Kauai's maile lau liʻi is often celebrated in song and chant. The ʻōlelo noʻeau, Ka maile lau liʻi o Koʻiahi speaks of the "fine-leaved" maile of Kokeʻe, Kauaʻi which had one of the best and most fragrant maile lau liʻi in Hawaiʻi and was praised in old chants. Because maile was often placed on heiau in traditional times, the older generations of Hawaiians say that the fragrance of maile still lingers in those areas where heiau once stood or are still standing.

===Puna and Panaʻewa===
Several ʻōlelo noʻeau from the Hilo and Puna districts on Hawaiʻi Island paint a wonderfully fragrant picture of Puna and Panaʻewa. Ka makani hali ʻala o Puna, the fragrance-bearing wind of Puna; Lei Hanakahi i ke ʻala me ke onaona o Panaʻewa, Hanakahi is adorned with the fragrance and perfume of Panaʻewa. These were both places that had a moist climate suitable for maile and other fragrant ferns, as well as the famous hala (Pandanus tectorius) from Puna. The phrase Puna paia ʻala, fragrant walls of Puna, gives reference to the hīnano blossom which was famously hung inside hale of that district to scent the house.
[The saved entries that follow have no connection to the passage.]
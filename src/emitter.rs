//! Socket.IO emitter
//!
//! `Emitter` accumulates targeting (rooms, namespace, flags) through chained
//! calls, then `emit` builds the packet, encodes the envelope and publishes
//! it on the channels Socket.IO servers subscribe to:
//!
//! - `{prefix}#{nsp}#` when no room is targeted
//! - `{prefix}#{nsp}#{room}#` once per targeted room
//!
//! ```rust
//! use a3s_emitter::{Emitter, EmitterConfig, MemoryPublisher};
//! use tokio_util::sync::CancellationToken;
//!
//! # async fn example() -> a3s_emitter::Result<()> {
//! let mut emitter = Emitter::new(MemoryPublisher::default(), EmitterConfig::default());
//! let cancel = CancellationToken::new();
//!
//! emitter
//!     .to("lobby")
//!     .of("/chat")
//!     .emit(&cancel, ["message", "hello"])
//!     .await?;
//! # Ok(())
//! # }
//! ```
//!
//! An emitter is a builder with mutable state: share it across tasks only
//! behind a lock, or give each task its own emitter over a shared publisher.

use crate::codec::{Codec, FieldNames};
use crate::error::{EmitterError, Result};
use crate::provider::Publisher;
use crate::types::{
    DeliveryOptions, EmitterConfig, Envelope, Packet, PacketType, DEFAULT_NAMESPACE, NSP_FLAG,
};
use bytes::Bytes;
use rmpv::Value;
use serde::Serialize;
use std::collections::BTreeMap;
use std::fmt;
use std::sync::Arc;
use tokio_util::sync::CancellationToken;

/// Targeting accumulated since the last emission
#[derive(Debug, Clone, Default, PartialEq)]
pub struct Session {
    rooms: Vec<String>,
    flags: BTreeMap<String, Value>,
}

impl Session {
    /// Add a room unless already present
    pub fn add_room(&mut self, room: impl Into<String>) {
        let room = room.into();
        if !self.rooms.contains(&room) {
            self.rooms.push(room);
        }
    }

    /// Set a delivery flag
    pub fn set_flag(&mut self, name: impl Into<String>, value: impl Into<Value>) {
        self.flags.insert(name.into(), value.into());
    }

    /// Pending rooms, in first-seen order
    pub fn rooms(&self) -> &[String] {
        &self.rooms
    }

    /// Pending flags, including the namespace override if set
    pub fn flags(&self) -> &BTreeMap<String, Value> {
        &self.flags
    }

    /// Pending namespace override
    pub fn namespace(&self) -> Option<&str> {
        self.flags.get(NSP_FLAG).and_then(Value::as_str)
    }

    /// Remove the namespace override, falling back to `/`
    pub fn take_namespace(&mut self) -> String {
        match self.flags.remove(NSP_FLAG) {
            Some(Value::String(nsp)) => nsp.into_str().unwrap_or_else(|| DEFAULT_NAMESPACE.to_string()),
            _ => DEFAULT_NAMESPACE.to_string(),
        }
    }

    /// No pending rooms or flags
    pub fn is_empty(&self) -> bool {
        self.rooms.is_empty() && self.flags.is_empty()
    }

    /// Drop all pending targeting
    pub fn clear(&mut self) {
        self.rooms.clear();
        self.flags.clear();
    }
}

/// Socket.IO-compatible emitter over a pluggable publisher
pub struct Emitter {
    /// Bus client (None once closed)
    publisher: Option<Arc<dyn Publisher>>,

    /// Whether `close` also closes the publisher
    owns_publisher: bool,

    codec: &'static Codec,

    /// Channel prefix
    prefix: String,

    /// Sender identity, resolved once at construction
    uid: String,

    session: Session,
}

impl fmt::Debug for Emitter {
    fn fmt(&self, f: &mut fmt::Formatter<'_>) -> fmt::Result {
        f.debug_struct("Emitter")
            .field("publisher", &self.publisher.as_ref().map(|p| p.name()))
            .field("prefix", &self.prefix)
            .field("uid", &self.uid)
            .field("session", &self.session)
            .finish()
    }
}

impl Emitter {
    /// Create an emitter that owns its publisher
    pub fn new(publisher: impl Publisher + 'static, config: EmitterConfig) -> Self {
        Self::build(Arc::new(publisher), true, config)
    }

    /// Create an emitter over a publisher shared with other emitters
    ///
    /// Closing this emitter drops its handle but leaves the publisher open.
    pub fn with_shared(publisher: Arc<dyn Publisher>, config: EmitterConfig) -> Self {
        Self::build(publisher, false, config)
    }

    fn build(publisher: Arc<dyn Publisher>, owns_publisher: bool, config: EmitterConfig) -> Self {
        let uid = config.resolve_uid();
        let prefix = config.prefix().to_string();

        tracing::debug!(
            provider = publisher.name(),
            prefix = %prefix,
            uid = %uid,
            owns_publisher,
            "Emitter created"
        );

        Self {
            publisher: Some(publisher),
            owns_publisher,
            codec: Codec::global(),
            prefix,
            uid,
            session: Session::default(),
        }
    }

    /// Target a room
    pub fn to(&mut self, room: impl Into<String>) -> &mut Self {
        self.session.add_room(room);
        self
    }

    /// Target a room (alias of [`to`](Self::to))
    pub fn in_room(&mut self, room: impl Into<String>) -> &mut Self {
        self.to(room)
    }

    /// Target a namespace; the last call before `emit` wins
    pub fn of(&mut self, namespace: impl Into<String>) -> &mut Self {
        let namespace: String = namespace.into();
        self.session.set_flag(NSP_FLAG, namespace);
        self
    }

    /// Mark the payload as JSON-only
    pub fn json(&mut self) -> &mut Self {
        self.session.set_flag("json", true);
        self
    }

    /// Allow the message to be dropped for clients that are not ready
    pub fn volatile(&mut self) -> &mut Self {
        self.session.set_flag("volatile", true);
        self
    }

    /// Deliver to everyone except the originating socket
    pub fn broadcast(&mut self) -> &mut Self {
        self.session.set_flag("broadcast", true);
        self
    }

    /// Discard pending targeting without emitting
    pub fn reset(&mut self) -> &mut Self {
        self.session.clear();
        self
    }

    /// Build, encode and publish one event
    ///
    /// Each item is encoded with its serde field names, so a
    /// `#[serde(rename = "userId")]` field arrives as `userId`.
    ///
    /// Pending targeting is drained before anything else happens, so it
    /// never carries over to the next emission, whatever the outcome.
    /// Every room is attempted even if an earlier one fails; the first
    /// failure is returned.
    pub async fn emit<I>(&mut self, cancel: &CancellationToken, data: I) -> Result<&mut Self>
    where
        I: IntoIterator,
        I::Item: Serialize,
    {
        let mut session = std::mem::take(&mut self.session);
        let publisher = self.publisher.clone().ok_or(EmitterError::Closed)?;

        let codec = self.codec;
        let data = data
            .into_iter()
            .map(|item| codec.to_value(&item))
            .collect::<Result<Vec<Value>>>()?;
        let kind = if has_binary(&data) {
            PacketType::BinaryEvent
        } else {
            PacketType::Event
        };
        let namespace = session.take_namespace();
        let channel = channel_name(&self.prefix, &namespace, None);

        let envelope = Envelope(
            self.uid.clone(),
            Packet {
                kind,
                data,
                namespace,
            },
            DeliveryOptions {
                rooms: session.rooms,
                flags: session.flags,
            },
        );
        let payload = self.codec.encode(&envelope, FieldNames::Compatible)?;

        let rooms = &envelope.options().rooms;
        tracing::debug!(
            provider = publisher.name(),
            nsp = %envelope.packet().namespace,
            packet_type = kind.code(),
            rooms = rooms.len(),
            bytes = payload.len(),
            "Emitting event"
        );

        let first_error = if rooms.is_empty() {
            publish_with_cancel(publisher.as_ref(), cancel, &channel, payload)
                .await
                .err()
        } else {
            let mut first_error = None;
            for room in rooms {
                let room_channel = format!("{}{}#", channel, room);
                if let Err(e) =
                    publish_with_cancel(publisher.as_ref(), cancel, &room_channel, payload.clone())
                        .await
                {
                    tracing::warn!(channel = %room_channel, error = %e, "Failed to publish to room");
                    first_error.get_or_insert(e);
                }
            }
            first_error
        };

        match first_error {
            Some(e) => Err(e),
            None => Ok(self),
        }
    }

    /// Release the publisher handle; later emissions fail with `EmitterError::Closed`
    ///
    /// An owned publisher is closed too. A shared one stays open for the
    /// other emitters.
    pub async fn close(&mut self) -> Result<()> {
        match self.publisher.take() {
            Some(publisher) if self.owns_publisher => publisher.close().await,
            _ => Ok(()),
        }
    }

    /// Channel prefix
    pub fn prefix(&self) -> &str {
        &self.prefix
    }

    /// Sender identity
    pub fn uid(&self) -> &str {
        &self.uid
    }

    /// Pending targeting
    pub fn session(&self) -> &Session {
        &self.session
    }

    /// Pending rooms
    pub fn rooms(&self) -> &[String] {
        self.session.rooms()
    }

    /// Pending flags
    pub fn flags(&self) -> &BTreeMap<String, Value> {
        self.session.flags()
    }

    /// Pending namespace override
    pub fn namespace(&self) -> Option<&str> {
        self.session.namespace()
    }

    /// Whether `close` has been called
    pub fn is_closed(&self) -> bool {
        self.publisher.is_none()
    }

    /// Channel an emission to `namespace` (and optionally `room`) is published on
    pub fn channel_for(&self, namespace: &str, room: Option<&str>) -> String {
        channel_name(&self.prefix, namespace, room)
    }
}

/// `{prefix}#{nsp}#` or `{prefix}#{nsp}#{room}#`
pub fn channel_name(prefix: &str, namespace: &str, room: Option<&str>) -> String {
    match room {
        Some(room) => format!("{}#{}#{}#", prefix, namespace, room),
        None => format!("{}#{}#", prefix, namespace),
    }
}

/// Whether any payload item contains raw binary, through arrays and map values
///
/// Scalars of any other type are non-binary and only end their own branch.
pub fn has_binary(data: &[Value]) -> bool {
    data.iter().any(contains_binary)
}

fn contains_binary(value: &Value) -> bool {
    match value {
        Value::Binary(_) => true,
        Value::Array(items) => items.iter().any(contains_binary),
        Value::Map(entries) => entries.iter().any(|(_, v)| contains_binary(v)),
        _ => false,
    }
}

async fn publish_with_cancel(
    publisher: &dyn Publisher,
    cancel: &CancellationToken,
    channel: &str,
    payload: Bytes,
) -> Result<()> {
    tokio::select! {
        biased;
        _ = cancel.cancelled() => Err(EmitterError::Cancelled {
            channel: channel.to_string(),
        }),
        result = publisher.publish(channel, payload) => result,
    }
}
People traveled to both Puna and Panaʻewa in order to pick maile, hence those areas being remembered as fragrant.

===Mōlī===
Mary Kawena Pukui tells a story from Kaʻū on Hawaiʻi Island of a beautiful young woman, Mōlī, whose father will let none other than a fisherman marry her (a good fisherman is well liked and prosperous because of the food he catches; it is also a sign of a much desired hard-working man). A certain worthless fisherman who tricked Mōlī's father by rubbing fish guts (which were thrown out by others) on himself took her hand in marriage and did no work afterwards. Driven to desperation, Mōlī decorated herself with a beautiful lei of ginger (Zingiber zerumbet), fern and maile and threw herself over the cliffs at Waiʻahukini. It is said each year around the time of her death, Mōlī returns and when the wind blows, moaning and wailing can be heard. The maile fragrance of her lei can also be smelled and if anyone goes there wearing a maile lei, they will be knocked to the ground.

===Keaoua Kekuaokalani===
Keaoua Kekuaokalani, a cousin to Liholiho (Kamehameha II), objected to the overturn of the kapu system and with supporters, they gathered together with weapons at the battle of Kuamoʻo in attempt to restore the kapu taken away. Hawaiians from the area where the battle took place hold that the fragrance of maile worn by the Kekuaokalani's warriors into battle can still be smelled.